- **WHAT YOU SHOULD DO**:
Scan the records below. Copy every line in which the word "Some" appears.

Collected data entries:
==================================================

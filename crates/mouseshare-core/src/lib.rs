//! # mouseshare-core
//!
//! Shared library for MouseShare containing the wire protocol codec, the
//! LAN discovery packet format, and the screen-topology domain logic.
//!
//! This crate is used by both the primary and secondary applications. It has
//! zero dependencies on OS input APIs, UI frameworks, or network sockets, so
//! every routing and framing decision is unit-testable on any platform.
//!
//! - **`protocol`** – how bytes travel over the wire: input events framed
//!   behind a fixed 9-byte little-endian header, plus the UDP presence
//!   packet used for discovery.
//! - **`domain`** – pure policy: the live peer topology with its
//!   virtual-layout arrangement, screen-edge geometry, and the
//!   emergency-key rules the interceptor must never violate.
//! - **`clock`** – process-monotonic millisecond timestamps.

pub mod clock;
pub mod domain;
pub mod protocol;

pub use domain::geometry::{clamp_to_screen, edge_hit, scale_edge_position};
pub use domain::topology::{PeerRecord, Topology, DEFAULT_PEER_EXPIRY_MS};
pub use protocol::codec::{decode_event, encode_event, Decoded, ProtocolError};
pub use protocol::event::{Edge, Event, EventType, MouseButton};
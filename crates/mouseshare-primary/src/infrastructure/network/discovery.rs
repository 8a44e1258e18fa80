//! UDP broadcast discovery, primary side.
//!
//! A single UDP socket bound to the discovery port with SO_BROADCAST and
//! SO_REUSEADDR. Every broadcast interval the local peer announces itself
//! to the LAN; every valid foreign announcement is upserted into the
//! topology, and peers that have gone quiet are reaped.
//!
//! The loop runs as a blocking thread with a short read timeout so it can
//! observe the shutdown flag; the topology mutex is held only for the
//! duration of one upsert or reap, never across socket I/O.

use std::net::{Ipv4Addr, SocketAddr, SocketAddrV4, UdpSocket};
use std::sync::atomic::{AtomicBool, Ordering};
use std::sync::{Arc, Mutex};
use std::thread::JoinHandle;
use std::time::Duration;

use thiserror::Error;
use tracing::{debug, info, warn};

use mouseshare_core::clock;
use mouseshare_core::protocol::discovery::{
    encode_presence, parse_presence, PresencePacket, PRESENCE_PACKET_SIZE,
};
use mouseshare_core::Topology;

/// How often presence is broadcast.
pub const DEFAULT_BROADCAST_INTERVAL_MS: u64 = 3_000;

/// Error type for the discovery service.
#[derive(Debug, Error)]
pub enum DiscoveryError {
    /// The UDP socket could not be created or bound. Fatal: without it the
    /// topology never learns about peers.
    #[error("failed to bind discovery socket on port {port}: {source}")]
    Bind {
        port: u16,
        #[source]
        source: std::io::Error,
    },
}

/// Discovery timing knobs.
#[derive(Debug, Clone)]
pub struct DiscoveryConfig {
    pub discovery_port: u16,
    pub broadcast_interval_ms: u64,
    pub peer_expiry_ms: u64,
}

/// Binds the discovery socket and spawns the broadcast/receive thread.
///
/// # Errors
///
/// Returns [`DiscoveryError::Bind`] if the socket cannot be set up.
pub fn start_discovery(
    config: DiscoveryConfig,
    topology: Arc<Mutex<Topology>>,
    running: Arc<AtomicBool>,
) -> Result<JoinHandle<()>, DiscoveryError> {
    let socket = bind_broadcast_socket(config.discovery_port)?;
    info!("discovery on udp 0.0.0.0:{}", config.discovery_port);

    let handle = std::thread::Builder::new()
        .name("ms-discovery".to_string())
        .spawn(move || discovery_loop(socket, config, topology, running))
        .expect("failed to spawn discovery thread");
    Ok(handle)
}

/// Builds the shared broadcast socket: SO_REUSEADDR so primary and
/// secondary can coexist on one machine, SO_BROADCAST for the announce
/// sends, and a short read timeout so the loop stays responsive.
pub(crate) fn bind_broadcast_socket(port: u16) -> Result<UdpSocket, DiscoveryError> {
    let into_bind = |source| DiscoveryError::Bind { port, source };

    let socket = socket2::Socket::new(
        socket2::Domain::IPV4,
        socket2::Type::DGRAM,
        Some(socket2::Protocol::UDP),
    )
    .map_err(into_bind)?;
    socket.set_reuse_address(true).map_err(into_bind)?;
    // Unix needs SO_REUSEPORT as well before two processes can share the
    // discovery port; SO_REUSEADDR alone only does that on Windows.
    #[cfg(unix)]
    socket.set_reuse_port(true).map_err(into_bind)?;
    socket.set_broadcast(true).map_err(into_bind)?;
    socket
        .set_read_timeout(Some(Duration::from_millis(500)))
        .map_err(into_bind)?;
    let addr = SocketAddr::from(SocketAddrV4::new(Ipv4Addr::UNSPECIFIED, port));
    socket.bind(&addr.into()).map_err(into_bind)?;
    Ok(socket.into())
}

fn discovery_loop(
    socket: UdpSocket,
    config: DiscoveryConfig,
    topology: Arc<Mutex<Topology>>,
    running: Arc<AtomicBool>,
) {
    let broadcast_addr = SocketAddr::from(SocketAddrV4::new(
        Ipv4Addr::BROADCAST,
        config.discovery_port,
    ));
    let mut buf = [0u8; 512];
    let mut last_broadcast_ms: Option<u64> = None;

    while running.load(Ordering::Relaxed) {
        let now = clock::now_ms();

        if last_broadcast_ms.map_or(true, |t| now - t >= config.broadcast_interval_ms) {
            broadcast_presence(&socket, broadcast_addr, &topology);
            last_broadcast_ms = Some(now);
        }

        match socket.recv_from(&mut buf) {
            Ok((len, src)) => handle_datagram(&buf[..len], src, &topology),
            Err(e) if is_timeout(&e) => {}
            Err(e) => warn!("discovery recv error: {e}"),
        }

        let reaped = {
            let mut topo = topology.lock().expect("topology lock poisoned");
            topo.reap_expired(clock::now_ms(), config.peer_expiry_ms)
        };
        for name in reaped {
            info!("peer {name} expired from topology");
        }
    }

    info!("discovery stopped");
}

fn broadcast_presence(
    socket: &UdpSocket,
    broadcast_addr: SocketAddr,
    topology: &Arc<Mutex<Topology>>,
) {
    let packet = {
        let topo = topology.lock().expect("topology lock poisoned");
        let local = topo.local();
        PresencePacket {
            session_port: local.port,
            screen_width: local.screen_width,
            screen_height: local.screen_height,
            is_primary: local.is_primary,
            name: local.name.clone(),
        }
    };
    if let Err(e) = socket.send_to(&encode_presence(&packet), broadcast_addr) {
        debug!("presence broadcast failed: {e}");
    }
}

fn handle_datagram(datagram: &[u8], src: SocketAddr, topology: &Arc<Mutex<Topology>>) {
    if datagram.len() < PRESENCE_PACKET_SIZE {
        return;
    }
    let Some(packet) = parse_presence(datagram) else {
        debug!("dropping malformed discovery datagram from {src}");
        return;
    };

    let mut topo = topology.lock().expect("topology lock poisoned");
    let inserted = topo.observe(
        &packet.name,
        src.ip(),
        packet.session_port,
        packet.screen_width,
        packet.screen_height,
        packet.is_primary,
        clock::now_ms(),
    );
    if inserted {
        info!(
            "discovered peer {} at {} ({}x{})",
            packet.name,
            src.ip(),
            packet.screen_width,
            packet.screen_height
        );
    }
}

fn is_timeout(e: &std::io::Error) -> bool {
    matches!(
        e.kind(),
        std::io::ErrorKind::WouldBlock | std::io::ErrorKind::TimedOut
    )
}

// ── Tests ─────────────────────────────────────────────────────────────────────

==================================================

- **EXERCISE OUTPUT**:
        Some(socket2::Protocol::UDP),
        .set_read_timeout(Some(Duration::from_millis(500)))
            last_broadcast_ms = Some(now);
    let Some(packet) = parse_presence(datagram) else {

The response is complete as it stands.